# WORK ORDER
Locate each line in the records containing "collection". Copy it.
EXTRACTED ENTRIES Start Marker
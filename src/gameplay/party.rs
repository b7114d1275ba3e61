use rand::Rng;
use rand::RngCore;
use serde::Deserialize;
use serde::Serialize;

/// One side of the duel.
///
/// Also doubles as the mover: whichever party must act in the current phase.
#[derive(Debug, Clone, Copy, Eq, Hash, PartialEq, Serialize, Deserialize)]
#[serde(rename_all = "snake_case")]
pub enum Party {
    Player,
    Bot,
}

impl Party {
    /// The opposing side.
    pub fn other(&self) -> Self {
        match self {
            Self::Player => Self::Bot,
            Self::Bot => Self::Player,
        }
    }
    pub fn is_player(&self) -> bool {
        matches!(self, Self::Player)
    }
    pub fn is_bot(&self) -> bool {
        matches!(self, Self::Bot)
    }
    /// Fair coin flip, used to pick the first mover of a round.
    pub fn random(rng: &mut dyn RngCore) -> Self {
        if rng.random_bool(0.5) {
            Self::Player
        } else {
            Self::Bot
        }
    }
}

impl std::fmt::Display for Party {
    fn fmt(&self, f: &mut std::fmt::Formatter<'_>) -> std::fmt::Result {
        match self {
            Self::Player => write!(f, "player"),
            Self::Bot => write!(f, "bot"),
        }
    }
}
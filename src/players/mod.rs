//! Decision makers on either side of the duel.
//!
//! Every bot shares the [`Policy`] contract and differs only in its
//! [`Profile`] parameters and a handful of override hooks. Bots carry no
//! identity between turns: their state lives in a [`Snapshot`] embedded in the
//! game, and a fresh policy is revived from it whenever the bot must act.
//!
//! ## Implementations
//!
//! - [`Aggressive`]: eager to quote, tight reductions
//! - [`Passive`]: reluctant to quote, prefers narrowing
//! - [`Lover`]: quotes at the slightest excuse, skews against the player
//! - [`Hater`]: almost never quotes
//! - [`Random`]: coin flips where the others reason
//! - [`Human`]: interactive terminal player (requires `cli` feature)
mod aggressive;
mod hater;
#[cfg(feature = "cli")]
mod human;
mod lover;
mod passive;
mod policy;
mod profile;
mod random;
mod snapshot;
mod strategy;

pub use aggressive::*;
pub use hater::*;
#[cfg(feature = "cli")]
pub use human::*;
pub use lover::*;
pub use passive::*;
pub use policy::*;
pub use profile::*;
pub use random::*;
pub use snapshot::*;
pub use strategy::*;
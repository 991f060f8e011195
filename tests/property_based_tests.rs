//! Property-based tests for the statistical routines
//!
//! Invariants that hold for any sample: rank sums, statistic ranges and the
//! symmetry of the two-sample tests.

use proptest::prelude::*;
use refactor_eval::hypothesis::{
    kruskal_wallis, mann_whitney_u, rank_average, shapiro_wilk, spearman,
};

/// Small-integer samples, so ties are common
fn tied_sample(len: std::ops::Range<usize>) -> impl Strategy<Value = Vec<f64>> {
    prop::collection::vec((0i32..6).prop_map(f64::from), len)
}

fn continuous_sample(len: std::ops::Range<usize>) -> impl Strategy<Value = Vec<f64>> {
    prop::collection::vec(-1000.0f64..1000.0, len)
}

proptest! {
    #![proptest_config(ProptestConfig::with_cases(100))]

    #[test]
    fn prop_average_ranks_sum_to_triangular_number(values in tied_sample(1..40)) {
        let n = values.len() as f64;
        let ranks = rank_average(&values);
        let sum: f64 = ranks.iter().sum();
        prop_assert!((sum - n * (n + 1.0) / 2.0).abs() < 1e-9);
        prop_assert!(ranks.iter().all(|&r| (1.0..=n).contains(&r)));
    }

    #[test]
    fn prop_equal_values_share_rank(values in tied_sample(1..30)) {
        let ranks = rank_average(&values);
        for i in 0..values.len() {
            for j in 0..values.len() {
                if values[i] == values[j] {
                    prop_assert_eq!(ranks[i], ranks[j]);
                } else if values[i] < values[j] {
                    prop_assert!(ranks[i] < ranks[j]);
                }
            }
        }
    }

    #[test]
    fn prop_shapiro_w_in_unit_interval(sample in continuous_sample(3..60)) {
        let result = shapiro_wilk(&sample).unwrap();
        prop_assert!(result.statistic > 0.0 && result.statistic <= 1.0, "W = {}", result.statistic);
        prop_assert!((0.0..=1.0).contains(&result.pvalue), "p = {}", result.pvalue);
    }

    #[test]
    fn prop_mann_whitney_u_complement(a in tied_sample(1..15), b in tied_sample(1..15)) {
        let forward = mann_whitney_u(&a, &b).unwrap();
        let backward = mann_whitney_u(&b, &a).unwrap();
        let n1n2 = (a.len() * b.len()) as f64;

        prop_assert!((forward.statistic + backward.statistic - n1n2).abs() < 1e-9);
        prop_assert!((0.0..=n1n2).contains(&forward.statistic));
        if forward.pvalue.is_nan() {
            // every pooled value identical
            prop_assert!(backward.pvalue.is_nan());
        } else {
            prop_assert!((forward.pvalue - backward.pvalue).abs() < 1e-12);
            prop_assert!(forward.pvalue > 0.0 && forward.pvalue <= 1.0);
        }
    }

    #[test]
    fn prop_spearman_in_range(
        pairs in prop::collection::vec(
            (prop::option::of((0i32..4).prop_map(f64::from)), prop::option::of(0.0f64..10.0)),
            0..30,
        )
    ) {
        let (x, y): (Vec<Option<f64>>, Vec<Option<f64>>) = pairs.into_iter().unzip();
        let result = spearman(&x, &y).unwrap();
        let complete = x.iter().zip(&y).filter(|(a, b)| a.is_some() && b.is_some()).count();

        prop_assert_eq!(result.n, complete);
        if !result.coefficient.is_nan() {
            prop_assert!((-1.0..=1.0).contains(&result.coefficient));
            prop_assert!((0.0..=1.0).contains(&result.pvalue));
        }
    }

    #[test]
    fn prop_spearman_symmetric(x in continuous_sample(3..20)) {
        let y: Vec<f64> = x.iter().map(|v| (v * 0.37).sin()).collect();
        let wrap = |v: &[f64]| v.iter().copied().map(Some).collect::<Vec<_>>();
        let xy = spearman(&wrap(&x), &wrap(&y)).unwrap();
        let yx = spearman(&wrap(&y), &wrap(&x)).unwrap();
        if xy.coefficient.is_nan() {
            prop_assert!(yx.coefficient.is_nan());
        } else {
            prop_assert!((xy.coefficient - yx.coefficient).abs() < 1e-12);
        }
    }

    #[test]
    fn prop_kruskal_nonnegative(groups in prop::collection::vec(tied_sample(1..8), 2..5)) {
        let result = kruskal_wallis(&groups).unwrap();
        if !result.statistic.is_nan() {
            prop_assert!(result.statistic >= -1e-9, "H = {}", result.statistic);
            prop_assert!((0.0..=1.0).contains(&result.pvalue));
        }
    }
}
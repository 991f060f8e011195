// Association tests between an ordinal variable and an outcome
//
// - Spearman's rank correlation with a Student-t p-value
// - Kruskal-Wallis H test across independent groups

use statrs::distribution::{ChiSquared, ContinuousCDF, StudentsT};

use super::rank::{rank_average, tie_correction_sum};
use super::stats_error;
use crate::error::Result;

/// Spearman rank correlation
#[derive(Debug, Clone, Copy, PartialEq)]
pub struct Correlation {
    /// rho in [-1, 1], NaN when undefined
    pub coefficient: f64,
    pub pvalue: f64,
    /// Number of complete pairs used
    pub n: usize,
}

/// Kruskal-Wallis H test
#[derive(Debug, Clone, Copy, PartialEq)]
pub struct GroupTest {
    pub statistic: f64,
    pub pvalue: f64,
}

fn pearson(x: &[f64], y: &[f64]) -> f64 {
    let n = x.len() as f64;
    let mx = x.iter().sum::<f64>() / n;
    let my = y.iter().sum::<f64>() / n;
    let (mut sxy, mut sxx, mut syy) = (0.0, 0.0, 0.0);
    for (a, b) in x.iter().zip(y) {
        sxy += (a - mx) * (b - my);
        sxx += (a - mx) * (a - mx);
        syy += (b - my) * (b - my);
    }
    if sxx == 0.0 || syy == 0.0 {
        return f64::NAN;
    }
    (sxy / (sxx * syy).sqrt()).clamp(-1.0, 1.0)
}

/// Spearman's rho over complete pairs
///
/// Pairs where either side is missing (`None` or NaN) are omitted. Fewer than
/// three complete pairs or a constant variable give NaN.
pub fn spearman(x: &[Option<f64>], y: &[Option<f64>]) -> Result<Correlation> {
    let (xs, ys): (Vec<f64>, Vec<f64>) = x
        .iter()
        .zip(y)
        .filter_map(|(a, b)| match (a, b) {
            (Some(a), Some(b)) if !a.is_nan() && !b.is_nan() => Some((*a, *b)),
            _ => None,
        })
        .unzip();

    let n = xs.len();
    if n < 3 {
        return Ok(Correlation {
            coefficient: f64::NAN,
            pvalue: f64::NAN,
            n,
        });
    }

    // clamp keeps rounding noise out of the t transform; NaN passes through
    let rho = pearson(&rank_average(&xs), &rank_average(&ys)).clamp(-1.0, 1.0);
    if rho.is_nan() {
        tracing::debug!("Spearman correlation undefined for constant input");
        return Ok(Correlation {
            coefficient: f64::NAN,
            pvalue: f64::NAN,
            n,
        });
    }

    let df = (n - 2) as f64;
    let pvalue = if rho.abs() >= 1.0 {
        0.0
    } else {
        let t = rho * (df / ((1.0 + rho) * (1.0 - rho))).sqrt();
        let dist = StudentsT::new(0.0, 1.0, df).map_err(stats_error)?;
        (2.0 * dist.sf(t.abs())).min(1.0)
    };

    Ok(Correlation {
        coefficient: rho,
        pvalue,
        n,
    })
}

/// Kruskal-Wallis H test with tie correction
///
/// Needs at least two groups. An empty group or a pool of identical values
/// makes H undefined and yields NaN.
pub fn kruskal_wallis(groups: &[Vec<f64>]) -> Result<GroupTest> {
    let undefined = GroupTest {
        statistic: f64::NAN,
        pvalue: f64::NAN,
    };
    if groups.len() < 2 || groups.iter().any(Vec::is_empty) {
        return Ok(undefined);
    }

    let pooled: Vec<f64> = groups.iter().flatten().copied().collect();
    let ranks = rank_average(&pooled);
    let total = pooled.len() as f64;

    let mut offset = 0;
    let mut weighted = 0.0;
    for group in groups {
        let rank_sum: f64 = ranks[offset..offset + group.len()].iter().sum();
        weighted += rank_sum * rank_sum / group.len() as f64;
        offset += group.len();
    }

    let h = 12.0 / (total * (total + 1.0)) * weighted - 3.0 * (total + 1.0);
    let correction = 1.0 - tie_correction_sum(&pooled) / (total.powi(3) - total);
    if correction <= 0.0 {
        tracing::debug!("Kruskal-Wallis undefined: all values identical");
        return Ok(undefined);
    }
    let h = h / correction;

    let dist = ChiSquared::new((groups.len() - 1) as f64).map_err(stats_error)?;
    Ok(GroupTest {
        statistic: h,
        pvalue: dist.sf(h),
    })
}
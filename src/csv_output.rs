//! CSV output for summary tables
//!
//! Tables are written with the same conventions the experiment's earlier
//! tooling used, so downstream spreadsheets keep working: integral floats
//! keep one decimal, missing values are empty cells, booleans are
//! `True`/`False`.

use std::path::Path;

use crate::error::{AnalysisError, Result};

/// A single CSV cell
#[derive(Debug, Clone, PartialEq)]
pub enum Cell {
    Text(String),
    Int(u64),
    Float(f64),
    Bool(bool),
    Missing,
}

impl Cell {
    /// Float cell, `Missing` when the value is NaN
    pub fn float(value: f64) -> Self {
        if value.is_nan() {
            Cell::Missing
        } else {
            Cell::Float(value)
        }
    }

    pub fn text(value: impl Into<String>) -> Self {
        Cell::Text(value.into())
    }

    fn render(&self) -> String {
        match self {
            Cell::Text(s) => CsvReport::escape_field(s),
            Cell::Int(n) => n.to_string(),
            Cell::Float(f) => format_float(*f),
            Cell::Bool(true) => "True".to_string(),
            Cell::Bool(false) => "False".to_string(),
            Cell::Missing => String::new(),
        }
    }
}

/// Render a float the way the summary tables expect (`2.0`, `0.123`, `inf`)
pub fn format_float(value: f64) -> String {
    if value.is_nan() {
        String::new()
    } else if value.is_infinite() {
        let sign = if value > 0.0 { "" } else { "-" };
        format!("{}inf", sign)
    } else if value.fract() == 0.0 && value.abs() < 1e16 {
        format!("{:.1}", value)
    } else {
        format!("{}", value)
    }
}

/// CSV table formatter
#[derive(Debug, Clone)]
pub struct CsvReport {
    headers: Vec<String>,
    rows: Vec<Vec<Cell>>,
}

impl CsvReport {
    /// Create a report with the given header row
    pub fn new<S: AsRef<str>>(headers: &[S]) -> Self {
        Self {
            headers: headers.iter().map(|h| h.as_ref().to_string()).collect(),
            rows: Vec::new(),
        }
    }

    /// Append a data row
    pub fn add_row(&mut self, row: Vec<Cell>) {
        debug_assert_eq!(row.len(), self.headers.len());
        self.rows.push(row);
    }

    pub fn headers(&self) -> &[String] {
        &self.headers
    }

    pub fn rows(&self) -> &[Vec<Cell>] {
        &self.rows
    }

    /// Escape CSV field (handle commas, quotes, newlines)
    fn escape_field(field: &str) -> String {
        if field.contains(',') || field.contains('"') || field.contains('\n') {
            format!("\"{}\"", field.replace('"', "\"\""))
        } else {
            field.to_string()
        }
    }

    /// Generate CSV output as string
    pub fn to_csv(&self) -> String {
        let mut output = String::new();

        let header: Vec<String> = self.headers.iter().map(|h| Self::escape_field(h)).collect();
        output.push_str(&header.join(","));
        output.push('\n');

        for row in &self.rows {
            let fields: Vec<String> = row.iter().map(Cell::render).collect();
            output.push_str(&fields.join(","));
            output.push('\n');
        }

        output
    }

    /// Write the CSV to `path`
    pub fn write_to(&self, path: &Path) -> Result<()> {
        std::fs::write(path, self.to_csv()).map_err(|e| AnalysisError::io(path, e))
    }
}
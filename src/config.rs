// Configuration for an analysis run
//
// Defaults reproduce the layout of the original experiment: both CSV files in
// the working directory and results under ./results.

use std::path::{Path, PathBuf};

use serde::{Deserialize, Serialize};

use crate::error::{AnalysisError, Result};

/// Settings for one analysis run
///
/// Values come from the defaults, then an optional TOML file, then CLI flags.
///
/// # Example
/// ```
/// use refactor_eval::config::AnalysisConfig;
///
/// let config = AnalysisConfig::default();
/// assert_eq!(config.normality_alpha, 0.05);
/// assert!(config.validate().is_ok());
/// ```
#[derive(Debug, Clone, PartialEq, Serialize, Deserialize)]
#[serde(default)]
pub struct AnalysisConfig {
    /// Per-participant outcome metrics (`coleta.csv`)
    pub metrics_path: PathBuf,

    /// Participant background answers
    pub profile_path: PathBuf,

    /// Directory receiving every CSV, chart and report
    pub output_dir: PathBuf,

    /// Shapiro-Wilk significance level for the normality gate
    ///
    /// Both groups must have p > alpha for Welch's t-test to be used.
    pub normality_alpha: f64,

    /// Render PNG charts
    pub render_charts: bool,

    /// Chart size in pixels
    pub chart_width: u32,
    pub chart_height: u32,

    /// Also write `analysis_report.json`
    pub write_json_report: bool,
}

impl Default for AnalysisConfig {
    fn default() -> Self {
        Self {
            metrics_path: PathBuf::from("./coleta.csv"),
            profile_path: PathBuf::from("./perfil_dos_participantes.csv"),
            output_dir: PathBuf::from("./results"),
            normality_alpha: 0.05,
            render_charts: true,
            // 6.4 x 4.8 inches at 300 dpi
            chart_width: 1920,
            chart_height: 1440,
            write_json_report: false,
        }
    }
}

impl AnalysisConfig {
    /// Load a configuration from a TOML file; absent keys keep their defaults
    pub fn from_toml_file(path: &Path) -> Result<Self> {
        let text = std::fs::read_to_string(path).map_err(|e| AnalysisError::io(path, e))?;
        Self::from_toml_str(&text)
            .map_err(|e| AnalysisError::Config(format!("{}: {}", path.display(), e)))
    }

    /// Parse a configuration from TOML text
    pub fn from_toml_str(text: &str) -> Result<Self> {
        toml::from_str(text).map_err(|e| AnalysisError::Config(e.to_string()))
    }

    /// Chart size as (width, height)
    pub fn chart_size(&self) -> (u32, u32) {
        (self.chart_width, self.chart_height)
    }

    /// Validate configuration
    pub fn validate(&self) -> Result<()> {
        if !(self.normality_alpha > 0.0 && self.normality_alpha < 1.0) {
            return Err(AnalysisError::Config(format!(
                "normality_alpha must be in (0, 1), got {}",
                self.normality_alpha
            )));
        }

        if self.chart_width == 0 || self.chart_height == 0 {
            return Err(AnalysisError::Config(format!(
                "chart size must be non-zero, got {}x{}",
                self.chart_width, self.chart_height
            )));
        }

        Ok(())
    }
}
EXTRACTED ENTRIES End Marker
# FINISHED EXERCISE
    prop::collection::vec((0i32..6).prop_map(f64::from), len)
    prop::collection::vec(-1000.0f64..1000.0, len)
        pairs in prop::collection::vec(
    fn prop_kruskal_nonnegative(groups in prop::collection::vec(tied_sample(1..8), 2..5)) {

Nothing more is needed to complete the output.